The holidays are underrated. For ex-suburban liberal wackos like me, eating, getting presents and being with family — two of which every other good American is fixated upon starting 12:01 a.m. Nov. 1 — are just the icing on the real cake-y joy of the holidays, slightly better than having to take out my parents’ trash again.
The real point of going home for a whole freaking month is not to enjoy the family, especially if you’re a young, slightly socialistic pundit-in-Pampers. The real point of the holidays, these days anyway, is discussing (read: warring over) politics with the right-minded nestminders that raised me.
You see, no matter how “educational” we imagine life on this expensive cliff to be, going back to those chalky Republican cul-de-sacs, where Bush bumper stickers are still as popular as lifted Suburbans, makes one realize just how isolated from reality our academic life is. No matter how many “Communism and Social Policy” or “Art in the Era of American Imperialism” classes I’ve sat through, somehow the first National Rifle Association sticker I see on the drive home gets my blood rushing so hard I have to chuck my organic, fair-trade, shade-grown coffee in its recycled cup right at the offending Excursion.
Call littering hypocritical if you want.
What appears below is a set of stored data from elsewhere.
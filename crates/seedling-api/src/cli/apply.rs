//! `seedling apply`: replay a seed file into a builder and commit it.

use std::path::Path;

use anyhow::{Context, Result};
use console::style;

use seedling_core::seed::SeedBuilder;
use seedling_infra::seed_file::load_seed_file;
use seedling_types::seed::SeedSnapshot;

use crate::state::AppState;

/// Apply a seed file.
///
/// With `dry_run`, the snapshot is built and (if the service is strict)
/// reference-checked, but nothing is written.
pub async fn apply_seed(state: &AppState, path: &Path, dry_run: bool, json: bool) -> Result<()> {
    let file = load_seed_file(path)
        .await
        .with_context(|| format!("failed to load seed file {}", path.display()))?;

    let mut builder = SeedBuilder::new();
    builder.apply_file(&file)?;

    if dry_run {
        let snapshot = builder.commit();
        if state.seed_service.is_strict() {
            snapshot.validate_references()?;
        }
        return print_snapshot(&snapshot, None, json);
    }

    let receipt = state.seed_service.commit(&builder).await?;
    print_snapshot(&receipt.snapshot, Some(&receipt.batch.id.to_string()), json)
}

fn print_snapshot(snapshot: &SeedSnapshot, batch_id: Option<&str>, json: bool) -> Result<()> {
    if json {
        let result = serde_json::json!({
            "batch": batch_id,
            "dry_run": batch_id.is_none(),
            "snapshot": snapshot,
        });
        println!("{}", serde_json::to_string_pretty(&result)?);
        return Ok(());
    }

    let counts = snapshot.counts();
    println!();
    match batch_id {
        Some(id) => println!(
            "  {} Committed {} users and {} posts (batch {})",
            style("ok").green(),
            style(counts.users).cyan(),
            style(counts.posts).cyan(),
            style(id).dim(),
        ),
        None => println!(
            "  {} Dry run: {} users and {} posts would be committed",
            style("i").blue().bold(),
            style(counts.users).cyan(),
            style(counts.posts).cyan(),
        ),
    }

    let dangling = snapshot.dangling_authors();
    if !dangling.is_empty() {
        println!(
            "  {} {} post(s) reference unknown authors (run `seedling check`)",
            style("!").yellow().bold(),
            dangling.len(),
        );
    }
    println!();

    Ok(())
}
But remember: This is the holidays.
Besides, the real angst doesn’t kick in until I get north of L.A. Descending into the murky humidor of the Central Valley might be the shits for some, but where else can you find either Michael Savage or Rush Limbaugh on every English A.M. radio band? I love Bakersfield — passing by on each trip home, I realize I’ve been missing some vital advice on how to survive in the treacherous world of tricksters, traitors and teachers. (Tell me, Rush: How can I deal with an “arrogant, blasphemous, stupid, arrogant liberal?” Of course: Call them stupid. Those idiotic egoists hate being called stupid even more than they hate America.)
But radical radio detours are child’s play compared to the kind of TV you can find in houses with cable, I remember upon arrival. Rush can spit fire by playground rules, but his impact craters are infinitely smaller than the ones blown by my Fox News favorites Sean Hannity and Bill O’Reilly. I started becoming periodically obsessed with “The O’Reilly Factor” back when Bush was bad enough but we didn’t have the grim cloud of war hanging over our hot political heads. Back then it was comedy. After almost four years of leftist indoctrination (a social science degree), watching his smug spiel feels like spying a blood-soaked villain chop off the limbs of a shrieking, still-breathing victim — and I love horror movies.
Watching Fox News only on holidays at home turns the Propaganda Channel into a sick fetish, and I absolutely love it — possibly because some, uh, other people in the place take it seriously. I, at first, refused to believe this, thinking they just pretended to believe for my enjoyment. But then I found myself having to logically deconstruct the euphemisms of their anchors to a skeptical audience. (“You don’t really think everything in the New York Times is a lie, do you, Mom?”)
Now, jousting over politics with my super-conservative parents is an established tradition for which we both anticipate and prepare. I remember the brutal details of the four propositions Gov. Arnold Schwarzenegger tried to sneak past us; they save the newspaper article (not from the NYT) about the San Diego artist who gives “illegal immigrants” sturdy shoes with maps to help them cross the border. You need to fuel the fire with something (especially when Christmas music replaces the dimwit din of Fox), and we burn pretty hot in the era of Valerie Plame, secret prisons, gay marriage and Hillary Clinton as a presidential candidate.
Before I turned into such a fair, rational thinker, our battles used to get bloody. We’d have to separate ourselves for the rest of the day after discussing Clinton’s cock or Bush’s drug/vacation habits. Nowadays we keep it to just a checkup, a chance to make sure that each other’s vitals are working okay.
“You still for that warmongering, whiffle-ball-brained president we got?”
“Sure are, kid. You still a homo-loving, tree-hugging Marxist?”
To which I nod, smile and sigh. You just can’t get this kind of entertainment in college.